Stored data:
╭──
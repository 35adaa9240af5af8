// Copyright 2019 Stichting Organism
//
// Licensed under the Apache License, Version 2.0 (the "License");
// you may not use this file except in compliance with the License.
// You may obtain a copy of the License at
//
//     http://www.apache.org/licenses/LICENSE-2.0
//
// Unless required by applicable law or agreed to in writing, software
// distributed under the License is distributed on an "AS IS" BASIS,
// WITHOUT WARRANTIES OR CONDITIONS OF ANY KIND, either express or implied.
// See the License for the specific language governing permissions and
// limitations under the License.

//
// CoSi: collective Ed25519 signatures
//

// Signatures produced here are plain RFC 8032 Ed25519 signatures over the
// sum of the signers' public keys, so any Ed25519 verifier accepts them.

//Modeled from
//https://github.com/dalek-cryptography/ed25519-dalek/blob/master/src/ed25519.rs

//Useful links:
//https://tools.ietf.org/html/rfc8032
//https://tools.ietf.org/html/draft-ford-cfrg-cosi-00

#[macro_use]
mod ser;

mod errors;
pub use errors::{CeremonyError, CosiError, EncodingError};
pub mod tools;
pub mod keys;
pub mod signature;
pub mod cosi;

// Export everything public in cosi.
pub use crate::signature::{Signature, SIGNATURE_LENGTH};

pub use crate::keys::*;

pub use crate::cosi::{
    combine_commitments,
    combine_keys,
    combine_signature,
    derive_commitment,
    partial_sign,
    verify_partial,
    Ceremony,
    CeremonyState,
    Commitment,
    Nonce,
    PartialSignature,
    Signer,
};
// Copyright 2019 Stichting Organism
//
// Licensed under the Apache License, Version 2.0 (the "License");
// you may not use this file except in compliance with the License.
// You may obtain a copy of the License at
//
//     http://www.apache.org/licenses/LICENSE-2.0
//
// Unless required by applicable law or agreed to in writing, software
// distributed under the License is distributed on an "AS IS" BASIS,
// WITHOUT WARRANTIES OR CONDITIONS OF ANY KIND, either express or implied.
// See the License for the specific language governing permissions and
// limitations under the License.

//! Errors which may occur when parsing keys, commitments and signatures from
//! wire formats, or while running a collective signing ceremony.

use thiserror::Error;

/// Why a byte string was refused as a point, scalar or key.
#[derive(Error, Clone, Copy, Debug, Eq, PartialEq)]
pub enum EncodingError {
    /// The input does not have the fixed width of the type.
    #[error("{name} must be {expected} bytes, got {actual}")]
    Length {
        /// The type being decoded
        name: &'static str,
        /// Required length in bytes
        expected: usize,
        /// Length that was supplied
        actual: usize,
    },

    /// The y coordinate has no matching x on the curve.
    #[error("Cannot decompress Edwards point")]
    NotOnCurve,

    /// Decompression succeeded but re-compression gives different bytes.
    #[error("Edwards point is not canonically encoded")]
    NonCanonicalPoint,

    /// The point has a small-order component and is outside the prime-order subgroup.
    #[error("Edwards point has a torsion component")]
    TorsionComponent,

    /// The scalar is not reduced mod the group order.
    #[error("Scalar is not canonically encoded")]
    NonCanonicalScalar,

    /// The public half of a keypair does not belong to its seed.
    #[error("Public key does not match secret key")]
    KeypairMismatch,
}

/// Misuse of the ceremony coordinator.
#[derive(Error, Clone, Copy, Debug, Eq, PartialEq)]
pub enum CeremonyError {
    /// The public key is not part of the participant set.
    #[error("Participant is not part of this ceremony")]
    UnknownParticipant,

    /// The same public key appears twice in the participant set.
    #[error("Participant {index} repeats an earlier public key")]
    DuplicateParticipant {
        /// Position of the repeated key
        index: usize,
    },

    /// The participant already supplied a value for the current round.
    #[error("Participant {index} already contributed to this round")]
    DuplicateContribution {
        /// Position of the participant in the key order
        index: usize,
    },

    /// The event does not belong to the current round.
    #[error("Operation not allowed in the current ceremony state")]
    WrongState,
}

/// Represents an error in key derivation, aggregation, signing, or verification.
#[derive(Error, Clone, Debug, Eq, PartialEq)]
pub enum CosiError {
    /// Seed material of the wrong size.
    #[error("Seed must be 32 bytes, got {length}")]
    InvalidSeed {
        /// Length that was supplied
        length: usize,
    },

    /// Malformed point, scalar or key bytes.
    #[error("Invalid encoding: {kind}")]
    InvalidEncoding {
        /// What exactly was wrong with the bytes
        kind: EncodingError,
    },

    /// Aggregation was asked to combine nothing.
    #[error("Cannot aggregate an empty set of contributions")]
    EmptyInput,

    /// The verification equation wasn't satisfied
    #[error("Signature verification failed")]
    InvalidSignature,

    /// One signer's share does not satisfy `s_i * G == R_i + e * A_i`.
    #[error("Partial signature of participant {index} failed to verify")]
    InvalidPartialSignature {
        /// Position of the offending participant in the key order
        index: usize,
    },

    /// Ceremony
    #[error("Ceremony violated: {kind}")]
    Ceremony {
        /// The protocol rule that was broken
        kind: CeremonyError,
    },
}

impl From<EncodingError> for CosiError {
    fn from(kind: EncodingError) -> CosiError {
        CosiError::InvalidEncoding { kind }
    }
}

impl From<CeremonyError> for CosiError {
    fn from(kind: CeremonyError) -> CosiError {
        CosiError::Ceremony { kind }
    }
}

/// Shorthand for the length check every fixed-width decoder starts with.
pub(crate) fn check_length(
    name: &'static str,
    bytes: &[u8],
    expected: usize,
) -> Result<(), CosiError> {
    if bytes.len() != expected {
        return Err(EncodingError::Length {
            name,
            expected,
            actual: bytes.len(),
        }
        .into());
    }
    Ok(())
}

/// Convert `CosiError` into `::serde::de::Error` aka `SerdeError`
///
/// We should do this with `From` but right now the orphan rules prohibit
/// `impl From<CosiError> for E where E: ::serde::de::Error`.
pub(crate) fn serde_error_from_cosi_error<E>(err: CosiError) -> E
where
    E: ::serde::de::Error,
{
    E::custom(err)
}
╰──
WHAT TO PRODUCE: Now write the data shown above out again, word for word.

OUTPUT OF THE EXERCISE:
repository 35adaa9240af5af8
// Copyright 2019 Stichting Organism
//
// Licensed under the Apache License, Version 2.0 (the "License");
// you may not use this file except in compliance with the License.
// You may obtain a copy of the License at
//
//     http://www.apache.org/licenses/LICENSE-2.0
//
// Unless required by applicable law or agreed to in writing, software
// distributed under the License is distributed on an "AS IS" BASIS,
// WITHOUT WARRANTIES OR CONDITIONS OF ANY KIND, either express or implied.
// See the License for the specific language governing permissions and
// limitations under the License.

//
// CoSi: collective Ed25519 signatures
//

// Signatures produced here are plain RFC 8032 Ed25519 signatures over the
// sum of the signers' public keys, so any Ed25519 verifier accepts them.

//Modeled from
//https://github.com/dalek-cryptography/ed25519-dalek/blob/master/src/ed25519.rs

//Useful links:
//https://tools.ietf.org/html/rfc8032
//https://tools.ietf.org/html/draft-ford-cfrg-cosi-00

#[macro_use]
mod ser;

mod errors;
pub use errors::{CeremonyError, CosiError, EncodingError};
pub mod tools;
pub mod keys;
pub mod signature;
pub mod cosi;

// Export everything public in cosi.
pub use crate::signature::{Signature, SIGNATURE_LENGTH};

pub use crate::keys::*;

pub use crate::cosi::{
    combine_commitments,
    combine_keys,
    combine_signature,
    derive_commitment,
    partial_sign,
    verify_partial,
    Ceremony,
    CeremonyState,
    Commitment,
    Nonce,
    PartialSignature,
    Signer,
};
// Copyright 2019 Stichting Organism
//
// Licensed under the Apache License, Version 2.0 (the "License");
// you may not use this file except in compliance with the License.
// You may obtain a copy of the License at
//
//     http://www.apache.org/licenses/LICENSE-2.0
//
// Unless required by applicable law or agreed to in writing, software
// distributed under the License is distributed on an "AS IS" BASIS,
// WITHOUT WARRANTIES OR CONDITIONS OF ANY KIND, either express or implied.
// See the License for the specific language governing permissions and
// limitations under the License.

//! Errors which may occur when parsing keys, commitments and signatures from
//! wire formats, or while running a collective signing ceremony.

use thiserror::Error;

/// Why a byte string was refused as a point, scalar or key.
#[derive(Error, Clone, Copy, Debug, Eq, PartialEq)]
pub enum EncodingError {
    /// The input does not have the fixed width of the type.
    #[error("{name} must be {expected} bytes, got {actual}")]
    Length {
        /// The type being decoded
        name: &'static str,
        /// Required length in bytes
        expected: usize,
        /// Length that was supplied
        actual: usize,
    },

    /// The y coordinate has no matching x on the curve.
    #[error("Cannot decompress Edwards point")]
    NotOnCurve,

    /// Decompression succeeded but re-compression gives different bytes.
    #[error("Edwards point is not canonically encoded")]
    NonCanonicalPoint,

    /// The point has a small-order component and is outside the prime-order subgroup.
    #[error("Edwards point has a torsion component")]
    TorsionComponent,

    /// The scalar is not reduced mod the group order.
    #[error("Scalar is not canonically encoded")]
    NonCanonicalScalar,

    /// The public half of a keypair does not belong to its seed.
    #[error("Public key does not match secret key")]
    KeypairMismatch,
}

/// Misuse of the ceremony coordinator.
#[derive(Error, Clone, Copy, Debug, Eq, PartialEq)]
pub enum CeremonyError {
    /// The public key is not part of the participant set.
    #[error("Participant is not part of this ceremony")]
    UnknownParticipant,

    /// The same public key appears twice in the participant set.
    #[error("Participant {index} repeats an earlier public key")]
    DuplicateParticipant {
        /// Position of the repeated key
        index: usize,
    },

    /// The participant already supplied a value for the current round.
    #[error("Participant {index} already contributed to this round")]
    DuplicateContribution {
        /// Position of the participant in the key order
        index: usize,
    },

    /// The event does not belong to the current round.
    #[error("Operation not allowed in the current ceremony state")]
    WrongState,
}

/// Represents an error in key derivation, aggregation, signing, or verification.
#[derive(Error, Clone, Debug, Eq, PartialEq)]
pub enum CosiError {
    /// Seed material of the wrong size.
    #[error("Seed must be 32 bytes, got {length}")]
    InvalidSeed {
        /// Length that was supplied
        length: usize,
    },

    /// Malformed point, scalar or key bytes.
    #[error("Invalid encoding: {kind}")]
    InvalidEncoding {
        /// What exactly was wrong with the bytes
        kind: EncodingError,
    },

    /// Aggregation was asked to combine nothing.
    #[error("Cannot aggregate an empty set of contributions")]
    EmptyInput,

    /// The verification equation wasn't satisfied
    #[error("Signature verification failed")]
    InvalidSignature,

    /// One signer's share does not satisfy `s_i * G == R_i + e * A_i`.
    #[error("Partial signature of participant {index} failed to verify")]
    InvalidPartialSignature {
        /// Position of the offending participant in the key order
        index: usize,
    },

    /// Ceremony
    #[error("Ceremony violated: {kind}")]
    Ceremony {
        /// The protocol rule that was broken
        kind: CeremonyError,
    },
}

impl From<EncodingError> for CosiError {
    fn from(kind: EncodingError) -> CosiError {
        CosiError::InvalidEncoding { kind }
    }
}

impl From<CeremonyError> for CosiError {
    fn from(kind: CeremonyError) -> CosiError {
        CosiError::Ceremony { kind }
    }
}

/// Shorthand for the length check every fixed-width decoder starts with.
pub(crate) fn check_length(
    name: &'static str,
    bytes: &[u8],
    expected: usize,
) -> Result<(), CosiError> {
    if bytes.len() != expected {
        return Err(EncodingError::Length {
            name,
            expected,
            actual: bytes.len(),
        }
        .into());
    }
    Ok(())
}

/// Convert `CosiError` into `::serde::de::Error` aka `SerdeError`
///
/// We should do this with `From` but right now the orphan rules prohibit
/// `impl From<CosiError> for E where E: ::serde::de::Error`.
pub(crate) fn serde_error_from_cosi_error<E>(err: CosiError) -> E
where
    E: ::serde::de::Error,
{
    E::custom(err)
}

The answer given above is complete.